__Work request__: Once you have located the line containing "pub fn io(action: &'static" in the material below, return it exactly along with each line after it through the line containing "Maps an I/O".
*** Listed records ***
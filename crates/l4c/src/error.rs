//! crates/l4c/src/error.rs
//! Error type shared by every fallible runtime operation.

use std::io;
use std::path::{Path, PathBuf};

use crate::table::LoggerHandle;

/// Convenience alias used throughout the crate.
pub type Result<T, E = Error> = std::result::Result<T, E>;

/// Errors surfaced across the runtime API.
///
/// Only context lifecycle problems cross the API boundary. I/O failures while
/// writing an already-open destination are absorbed by the writer and reported
/// through `tracing` diagnostics instead.
#[derive(Debug, thiserror::Error)]
pub enum Error {
    /// The handle does not name a live logger context.
    #[error("invalid logger handle {0}")]
    InvalidHandle(LoggerHandle),

    /// File destinations must be configured with an absolute path.
    #[error("log file path is not absolute: {}", .0.display())]
    RelativePath(PathBuf),

    /// A message id falls outside the registry of the context.
    #[error("message id {id} out of range (registry holds {capacity} messages)")]
    MessageIdOutOfRange {
        /// The rejected id.
        id: usize,
        /// Number of slots in the registry.
        capacity: usize,
    },

    /// Buffer capacities must be at least one byte.
    #[error("record buffer size must be non-zero")]
    InvalidBufferSize,

    /// Every context slot is in use.
    #[error("logger context table is full ({0} contexts)")]
    TableExhausted(usize),

    /// Another process holds the advisory lock on the log file.
    #[error("advisory lock on {} is held elsewhere", path.display())]
    LockContended {
        /// File that could not be locked.
        path: PathBuf,
    },

    /// Filesystem operation failed while opening or rotating a destination.
    #[error("failed to {action} {}: {source}", path.display())]
    Io {
        /// Short verb phrase describing the failed step.
        action: &'static str,
        /// Path the step operated on.
        path: PathBuf,
        /// The underlying I/O error.
        #[source]
        source: io::Error,
    },
}

impl Error {
    /// Creates an [`Error::Io`] with path context.
    pub fn io(action: &'static str, path: impl Into<PathBuf>, source: io::Error) -> Self {
        Self::Io {
            action,
            path: path.into(),
            source,
        }
    }
}

/// Extension trait for attaching an action and path to I/O results.
pub(crate) trait IoResultExt<T> {
    /// Maps an I/O error to [`Error::Io`].
    fn or_io(self, action: &'static str, path: &Path) -> Result<T>;
}

impl<T> IoResultExt<T> for io::Result<T> {
    fn or_io(self, action: &'static str, path: &Path) -> Result<T> {
        self.map_err(|source| Error::io(action, path, source))
    }
}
*** End of Listed records ***
__Answer to this exercise__:
    pub fn io(action: &'static str, path: impl Into<PathBuf>, source: io::Error) -> Self {
        Self::Io {
            action,
            path: path.into(),
            source,
        }
    }
}

/// Extension trait for attaching an action and path to I/O results.
pub(crate) trait IoResultExt<T> {
    /// Maps an I/O error to [`Error::Io`].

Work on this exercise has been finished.